TASK GOAL: Could you filter the records below down to the lines that include the word "speaker"?

[STORED DATA Boundary: Start]

//! # History Modal
//!
//! Overlay showing the backend's record of the current session.
//! Opened with Ctrl+O, dismissed with Esc, `q` or a click outside.
//!
//! Follows the persistent state + transient wrapper pattern:
//! - `HistoryModalState` lives in `TuiState` while the modal is open
//! - `HistoryModal` is created each frame with borrowed state
//!
//! Each open gets a fresh `request_id`. The fetch result is tagged with it,
//! so a slow answer for an earlier open can't overwrite a newer one.

use ratatui::Frame;
use ratatui::layout::{Alignment, Constraint, Layout, Position, Rect};
use ratatui::style::{Color, Modifier, Style};
use ratatui::text::{Line, Span, Text};
use ratatui::widgets::{Block, Borders, Clear, Padding, Paragraph, Wrap};

use crate::api::{Message, Role};
use crate::tui::components::message::format_timestamp;
use crate::tui::event::TuiEvent;

pub const TITLE: &str = " 会话历史 ";
pub const LOADING: &str = "加载中...";
pub const EMPTY: &str = "暂无历史记录";
const HELP: &str = " ↑↓ 滚动  Esc/q 关闭 ";
const PAGE: u16 = 10;

#[derive(Debug, Clone, PartialEq)]
pub enum HistoryPhase {
    Loading,
    Loaded(Vec<Message>),
    Errored(String),
}

/// Persistent state for the history overlay.
pub struct HistoryModalState {
    pub request_id: u64,
    pub phase: HistoryPhase,
    pub scroll: u16,
    /// Overlay rect from the last render, for click-outside detection
    overlay: Rect,
}

/// Events emitted by the history modal.
#[derive(Debug, PartialEq)]
pub enum HistoryEvent {
    Dismiss,
}

impl HistoryModalState {
    pub fn new(request_id: u64) -> Self {
        Self {
            request_id,
            phase: HistoryPhase::Loading,
            scroll: 0,
            overlay: Rect::default(),
        }
    }

    /// Resolve the pending fetch. Results for another open are ignored;
    /// returns whether this one was applied.
    pub fn apply(&mut self, request_id: u64, result: Result<Vec<Message>, String>) -> bool {
        if request_id != self.request_id {
            log::debug!(
                "Ignoring history result {} (modal is {})",
                request_id,
                self.request_id
            );
            return false;
        }
        self.phase = match result {
            Ok(messages) => HistoryPhase::Loaded(messages),
            Err(e) => HistoryPhase::Errored(e),
        };
        self.scroll = 0;
        true
    }

    pub fn handle_event(&mut self, event: &TuiEvent) -> Option<HistoryEvent> {
        match event {
            TuiEvent::Escape | TuiEvent::InputChar('q') => Some(HistoryEvent::Dismiss),
            TuiEvent::MouseClick(col, row) => {
                let inside = self.overlay.contains(Position { x: *col, y: *row });
                (!inside).then_some(HistoryEvent::Dismiss)
            }
            TuiEvent::CursorUp | TuiEvent::ScrollUp => {
                self.scroll = self.scroll.saturating_sub(1);
                None
            }
            TuiEvent::CursorDown | TuiEvent::ScrollDown => {
                self.scroll = self.scroll.saturating_add(1);
                None
            }
            TuiEvent::ScrollPageUp => {
                self.scroll = self.scroll.saturating_sub(PAGE);
                None
            }
            TuiEvent::ScrollPageDown => {
                self.scroll = self.scroll.saturating_add(PAGE);
                None
            }
            _ => None,
        }
    }
}

fn speaker(role: Role) -> (&'static str, Style) {
    match role {
        Role::User => ("你", Style::default().fg(Color::Green)),
        _ => ("客服", Style::default().fg(Color::Blue)),
    }
}

fn transcript(messages: &[Message]) -> Text<'static> {
    let mut lines = Vec::new();
    for (i, message) in messages.iter().enumerate() {
        if i > 0 {
            lines.push(Line::default());
        }
        let (label, style) = speaker(message.role);
        let mut header = vec![Span::styled(label, style.add_modifier(Modifier::BOLD))];
        if let Some(ts) = message.timestamp.as_deref() {
            header.push(Span::styled(
                format!("  {}", format_timestamp(ts)),
                Style::default().fg(Color::DarkGray),
            ));
        }
        lines.push(Line::from(header));
        lines.extend(message.content.lines().map(|l| Line::from(l.to_string())));
    }
    Text::from(lines)
}

/// Transient render wrapper for the history overlay.
pub struct HistoryModal<'a> {
    state: &'a mut HistoryModalState,
}

impl<'a> HistoryModal<'a> {
    pub fn new(state: &'a mut HistoryModalState) -> Self {
        Self { state }
    }

    pub fn render(&mut self, frame: &mut Frame, area: Rect) {
        let overlay = centered_rect(80, 70, area);
        self.state.overlay = overlay;
        frame.render_widget(Clear, overlay);

        let block = Block::default()
            .borders(Borders::ALL)
            .border_style(Style::default().fg(Color::DarkGray))
            .title(TITLE)
            .title_alignment(Alignment::Left)
            .title_bottom(Line::from(HELP).centered())
            .padding(Padding::horizontal(1));

        let notice = |text: String, style: Style| {
            Paragraph::new(text)
                .style(style)
                .alignment(Alignment::Center)
                .wrap(Wrap { trim: true })
        };

        let paragraph = match &self.state.phase {
            HistoryPhase::Loading => notice(LOADING.into(), Style::default().fg(Color::DarkGray)),
            HistoryPhase::Errored(e) => notice(e.clone(), Style::default().fg(Color::Red)),
            HistoryPhase::Loaded(messages) if messages.is_empty() => {
                notice(EMPTY.into(), Style::default().fg(Color::DarkGray))
            }
            HistoryPhase::Loaded(messages) => {
                let inner = block.inner(overlay);
                let paragraph = Paragraph::new(transcript(messages)).wrap(Wrap { trim: false });
                let max_scroll = (paragraph.line_count(inner.width) as u16).saturating_sub(inner.height);
                self.state.scroll = self.state.scroll.min(max_scroll);
                paragraph.scroll((self.state.scroll, 0))
            }
        };

        frame.render_widget(paragraph.block(block), overlay);
    }
}

/// Compute a centered rect using percentage of the outer rect.
fn centered_rect(percent_x: u16, percent_y: u16, outer: Rect) -> Rect {
    let [_, center_v, _] = Layout::vertical([
        Constraint::Percentage((100 - percent_y) / 2),
        Constraint::Percentage(percent_y),
        Constraint::Percentage((100 - percent_y) / 2),
    ])
    .areas(outer);
    let [_, center, _] = Layout::horizontal([
        Constraint::Percentage((100 - percent_x) / 2),
        Constraint::Percentage(percent_x),
        Constraint::Percentage((100 - percent_x) / 2),
    ])
    .areas(center_v);
    center
}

[STORED DATA Boundary: End]

YOUR SOLUTION:
fn speaker(role: Role) -> (&'static str, Style) {
        let (label, style) = speaker(message.role);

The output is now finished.